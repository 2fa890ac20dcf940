//! Classification of a search response into a `FetchOutcome`.
//!
//! Kept free of I/O so every status/header/body combination can be tested
//! without a server.

use reqwest::header::HeaderMap;
use reqwest::StatusCode;
use serde::Deserialize;

use crate::config::{
    HEADER_RATELIMIT_REMAINING, HEADER_RETRY_AFTER, HTTP_STATUS_FORBIDDEN,
    HTTP_STATUS_TOO_MANY_REQUESTS,
};
use crate::error_handling::FailureReason;

use super::FetchOutcome;

#[derive(Debug, Deserialize)]
struct SearchDocument {
    total_count: Option<u64>,
    #[serde(default)]
    incomplete_results: bool,
}

/// Returns true when the response signals an exhausted quota.
///
/// 429 always does. 403 does when `X-RateLimit-Remaining` is zero or a
/// `Retry-After` is present (secondary limit); a 403 with neither is an
/// authorization problem.
pub fn is_rate_limited(status: StatusCode, headers: &HeaderMap) -> bool {
    match status.as_u16() {
        HTTP_STATUS_TOO_MANY_REQUESTS => true,
        HTTP_STATUS_FORBIDDEN => {
            headers.contains_key(HEADER_RETRY_AFTER)
                || headers
                    .get(HEADER_RATELIMIT_REMAINING)
                    .and_then(|v| v.to_str().ok())
                    .is_some_and(|v| v.trim() == "0")
        }
        _ => false,
    }
}

/// Classifies a completed search response.
///
/// - rate-limit signal (see [`is_rate_limited`]) -> `RateLimited`
/// - 5xx -> `Other`
/// - anything else is judged by its body: no `total_count` (or not JSON) ->
///   `Malformed`, otherwise `Success` carrying `incomplete_results`
pub fn classify_response(status: StatusCode, headers: &HeaderMap, body: &str) -> FetchOutcome {
    if is_rate_limited(status, headers) {
        return FetchOutcome::failure(FailureReason::RateLimited);
    }
    if status.is_server_error() {
        return FetchOutcome::failure(FailureReason::Other);
    }

    match serde_json::from_str::<SearchDocument>(body) {
        Ok(SearchDocument {
            total_count: Some(count),
            incomplete_results,
        }) => FetchOutcome::Success {
            count,
            incomplete: incomplete_results,
        },
        Ok(_) | Err(_) => FetchOutcome::failure(FailureReason::Malformed),
    }
}
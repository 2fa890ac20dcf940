//! HTTP client initialization.
//!
//! One client is shared by the quota probe and the search fetcher so both
//! reuse the same connection pool and credential headers.

use std::sync::Arc;

use reqwest::header::{HeaderMap, HeaderValue, ACCEPT, AUTHORIZATION};
use reqwest::ClientBuilder;

use crate::config::{Config, ACCEPT_MEDIA_TYPE};
use crate::error_handling::InitializationError;

/// Initializes the authenticated HTTP client.
///
/// Creates a `reqwest::Client` configured with:
/// - `Authorization: token <token>` on every request
/// - The search API's JSON media type as `Accept`
/// - User-Agent header from the configuration
/// - Request timeout from the configuration
///
/// # Errors
///
/// Returns `InitializationError::CredentialError` if the token cannot be used
/// as a header value, or `HttpClientError` if client creation fails.
pub fn init_client(config: &Config, token: &str) -> Result<Arc<reqwest::Client>, InitializationError> {
    let mut auth = HeaderValue::from_str(&format!("token {}", token)).map_err(|_| {
        InitializationError::CredentialError(
            "token contains characters that are not valid in an HTTP header".to_string(),
        )
    })?;
    auth.set_sensitive(true);

    let mut headers = HeaderMap::new();
    headers.insert(AUTHORIZATION, auth);
    headers.insert(ACCEPT, HeaderValue::from_static(ACCEPT_MEDIA_TYPE));

    let client = ClientBuilder::new()
        .default_headers(headers)
        .timeout(config.fetch_timeout())
        .user_agent(config.user_agent.clone())
        .build()?;
    Ok(Arc::new(client))
}
//! Configuration constants.
//!
//! This module defines the constants used throughout the census: remote
//! endpoints, default file locations, wait bounds and the quota-probe retry
//! strategy.

use std::time::Duration;

// Remote service
/// Default base URL of the search API
pub const DEFAULT_API_BASE: &str = "https://api.github.com";
/// Repository search endpoint (relative to the API base)
pub const SEARCH_PATH: &str = "/search/repositories";
/// Rate-limit status endpoint (relative to the API base)
pub const RATE_LIMIT_PATH: &str = "/rate_limit";
/// Search qualifier each term is scoped to
pub const SEARCH_QUALIFIER: &str = "language";
/// Media type requested from the API
pub const ACCEPT_MEDIA_TYPE: &str = "application/vnd.github+json";

// Local files (same names the census has always used)
pub const DEFAULT_INPUT_PATH: &str = "./languages.json";
pub const DEFAULT_TOKEN_PATH: &str = "./token";
pub const DEFAULT_COUNTS_PATH: &str = "./repository_usage.json";
pub const DEFAULT_SUMMARY_PATH: &str = "./repository_usage_summary.json";
/// Environment variable that takes precedence over the token file
pub const TOKEN_ENV_VAR: &str = "GITHUB_TOKEN";

// Sweep defaults
/// Number of retry passes over failed terms after the primary sweep
pub const DEFAULT_RETRY_BUDGET: u32 = 3;
/// Per-fetch timeout in seconds; a hung search becomes a failed attempt
pub const DEFAULT_FETCH_TIMEOUT_SECS: u64 = 30;

// Quota waits
/// Wait used when the quota is exhausted but the reset time is already past
pub const MIN_QUOTA_WAIT: Duration = Duration::from_secs(2);
/// Added to every reset wait so we never wake a moment before the window rolls
pub const RESET_GRACE: Duration = Duration::from_secs(1);
/// Upper bound on a single quota wait (guards against bogus reset timestamps)
pub const MAX_QUOTA_WAIT: Duration = Duration::from_secs(60 * 60);

// Quota probe retry strategy
/// Initial delay in milliseconds before re-probing after a transport error
pub const PROBE_RETRY_INITIAL_DELAY_MS: u64 = 500;
/// Factor by which the probe retry delay is multiplied on each attempt
pub const PROBE_RETRY_FACTOR: u64 = 2;
/// Maximum delay between probe retries in seconds
pub const PROBE_RETRY_MAX_DELAY_SECS: u64 = 10;
/// Number of probe retries before the quota endpoint is declared unreachable
pub const PROBE_RETRY_MAX_ATTEMPTS: usize = 4;

// HTTP status codes (for clarity and consistency)
pub const HTTP_STATUS_FORBIDDEN: u16 = 403;
pub const HTTP_STATUS_TOO_MANY_REQUESTS: u16 = 429;

/// Default User-Agent header value (the search API rejects requests without one)
pub const DEFAULT_USER_AGENT: &str = concat!("language_census/", env!("CARGO_PKG_VERSION"));
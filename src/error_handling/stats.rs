//! Failure statistics tracking.
//!
//! Counts every failed attempt by reason across the primary and retry sweeps.

use std::collections::HashMap;
use strum::IntoEnumIterator;

use super::types::FailureReason;

/// Per-reason failure counters.
///
/// Every `FailureReason` is initialized to zero on creation. Counts are per
/// attempt, so a term that fails twice before succeeding contributes two.
#[derive(Debug, Clone)]
pub struct FailureStats {
    counts: HashMap<FailureReason, usize>,
}

impl Default for FailureStats {
    fn default() -> Self {
        Self::new()
    }
}

impl FailureStats {
    pub fn new() -> Self {
        let mut counts = HashMap::new();
        for reason in FailureReason::iter() {
            counts.insert(reason, 0);
        }
        FailureStats { counts }
    }

    pub fn increment(&mut self, reason: FailureReason) {
        *self.counts.entry(reason).or_insert(0) += 1;
    }

    pub fn get_count(&self, reason: FailureReason) -> usize {
        self.counts.get(&reason).copied().unwrap_or(0)
    }

    pub fn total(&self) -> usize {
        self.counts.values().sum()
    }
}
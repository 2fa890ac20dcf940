//! Scripted probe and fetcher for scheduler tests.

use std::collections::{HashMap, HashSet, VecDeque};
use std::sync::atomic::{AtomicUsize, Ordering};
use std::sync::{Arc, Mutex};
use std::time::Duration;

use chrono::{TimeDelta, Utc};

use crate::error_handling::TransportError;
use crate::fetch::{FetchOutcome, ItemFetcher};
use crate::quota::{QuotaProbe, QuotaStatus, WaitPolicy};

use super::SweepSettings;

/// Settings with millisecond waits so exhausted-quota paths run instantly.
pub(crate) fn fast_settings() -> SweepSettings {
    SweepSettings {
        fetch_timeout: Duration::from_secs(5),
        wait_policy: WaitPolicy {
            min_wait: Duration::from_millis(1),
            reset_grace: Duration::ZERO,
            max_wait: Duration::from_millis(5),
        },
        probe_retry_initial_delay_ms: 1,
        probe_retry_attempts: 2,
    }
}

pub(crate) fn terms(items: &[&str]) -> Vec<String> {
    items.iter().map(|s| s.to_string()).collect()
}

/// Probe and fetch calls in the order they happened.
#[derive(Debug, Clone, PartialEq, Eq)]
pub(crate) enum Event {
    Probe(u64),
    Fetch(String),
}

pub(crate) type EventLog = Arc<Mutex<Vec<Event>>>;

/// Number of fetches issued after each successful probe.
pub(crate) fn batches_after_probes(log: &EventLog) -> Vec<(u64, usize)> {
    let mut batches: Vec<(u64, usize)> = Vec::new();
    for event in log.lock().unwrap().iter() {
        match event {
            Event::Probe(remaining) => batches.push((*remaining, 0)),
            Event::Fetch(_) => {
                if let Some(last) = batches.last_mut() {
                    last.1 += 1;
                }
            }
        }
    }
    batches
}

#[derive(Debug, Clone, Copy)]
pub(crate) enum ProbeStep {
    Quota(u64),
    Fail,
}

/// Returns scripted quotas in order; the last step repeats forever.
pub(crate) struct ScriptedProbe {
    steps: Mutex<VecDeque<ProbeStep>>,
    calls: AtomicUsize,
    log: Option<EventLog>,
}

impl ScriptedProbe {
    pub(crate) fn new(steps: Vec<ProbeStep>) -> Self {
        Self {
            steps: Mutex::new(steps.into()),
            calls: AtomicUsize::new(0),
            log: None,
        }
    }

    pub(crate) fn quotas(quotas: &[u64]) -> Self {
        Self::new(quotas.iter().map(|&q| ProbeStep::Quota(q)).collect())
    }

    pub(crate) fn unlimited() -> Self {
        Self::quotas(&[u64::MAX])
    }

    pub(crate) fn logging_to(mut self, log: EventLog) -> Self {
        self.log = Some(log);
        self
    }

    pub(crate) fn calls(&self) -> usize {
        self.calls.load(Ordering::SeqCst)
    }
}

impl QuotaProbe for ScriptedProbe {
    async fn probe(&self) -> Result<QuotaStatus, TransportError> {
        self.calls.fetch_add(1, Ordering::SeqCst);
        let step = {
            let mut steps = self.steps.lock().unwrap();
            if steps.len() > 1 {
                steps.pop_front()
            } else {
                steps.front().copied()
            }
        };
        match step.unwrap_or(ProbeStep::Quota(u64::MAX)) {
            ProbeStep::Quota(remaining) => {
                if let Some(log) = &self.log {
                    log.lock().unwrap().push(Event::Probe(remaining));
                }
                // Reset already past: waits fall back to the policy minimum
                Ok(QuotaStatus::new(remaining, Utc::now() - TimeDelta::seconds(1)))
            }
            ProbeStep::Fail => Err(TransportError::Decode("scripted probe failure".to_string())),
        }
    }
}

/// Returns scripted outcomes per term; the last outcome repeats forever and
/// unscripted terms succeed with a count of zero.
pub(crate) struct ScriptedFetcher {
    scripts: Mutex<HashMap<String, VecDeque<FetchOutcome>>>,
    hanging: HashSet<String>,
    queried: Mutex<Vec<String>>,
    calls: AtomicUsize,
    in_flight: AtomicUsize,
    max_in_flight: AtomicUsize,
    log: Option<EventLog>,
}

impl ScriptedFetcher {
    pub(crate) fn new() -> Self {
        Self {
            scripts: Mutex::new(HashMap::new()),
            hanging: HashSet::new(),
            queried: Mutex::new(Vec::new()),
            calls: AtomicUsize::new(0),
            in_flight: AtomicUsize::new(0),
            max_in_flight: AtomicUsize::new(0),
            log: None,
        }
    }

    pub(crate) fn with(self, term: &str, outcomes: Vec<FetchOutcome>) -> Self {
        self.scripts
            .lock()
            .unwrap()
            .insert(term.to_string(), outcomes.into());
        self
    }

    /// The term never answers; only the per-fetch timeout ends it.
    pub(crate) fn hanging(mut self, term: &str) -> Self {
        self.hanging.insert(term.to_string());
        self
    }

    pub(crate) fn logging_to(mut self, log: EventLog) -> Self {
        self.log = Some(log);
        self
    }

    pub(crate) fn calls(&self) -> usize {
        self.calls.load(Ordering::SeqCst)
    }

    pub(crate) fn max_in_flight(&self) -> usize {
        self.max_in_flight.load(Ordering::SeqCst)
    }

    pub(crate) fn queried(&self) -> Vec<String> {
        self.queried.lock().unwrap().clone()
    }

    pub(crate) fn times_queried(&self, term: &str) -> usize {
        self.queried.lock().unwrap().iter().filter(|t| *t == term).count()
    }
}

impl ItemFetcher for ScriptedFetcher {
    async fn fetch(&self, item: &str) -> FetchOutcome {
        self.calls.fetch_add(1, Ordering::SeqCst);
        self.queried.lock().unwrap().push(item.to_string());
        if let Some(log) = &self.log {
            log.lock().unwrap().push(Event::Fetch(item.to_string()));
        }

        let now = self.in_flight.fetch_add(1, Ordering::SeqCst) + 1;
        self.max_in_flight.fetch_max(now, Ordering::SeqCst);

        // Let the rest of the batch start before this one finishes
        tokio::task::yield_now().await;

        if self.hanging.contains(item) {
            std::future::pending::<()>().await;
        }

        let outcome = {
            let mut scripts = self.scripts.lock().unwrap();
            match scripts.get_mut(item) {
                Some(queue) if queue.len() > 1 => queue.pop_front(),
                Some(queue) => queue.front().copied(),
                None => None,
            }
        };

        self.in_flight.fetch_sub(1, Ordering::SeqCst);
        outcome.unwrap_or(FetchOutcome::success(0))
    }
}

WORK TO COMPLETE: Output, from the data above, the lines from the line with "client creation fails." to the line with "let mut auth" exactly as they stand, both ends included and nothing else.

RESPONSE:
/// as a header value, or `HttpClientError` if client creation fails.
pub fn init_client(config: &Config, token: &str) -> Result<Arc<reqwest::Client>, InitializationError> {
    let mut auth = HeaderValue::from_str(&format!("token {}", token)).map_err(|_| {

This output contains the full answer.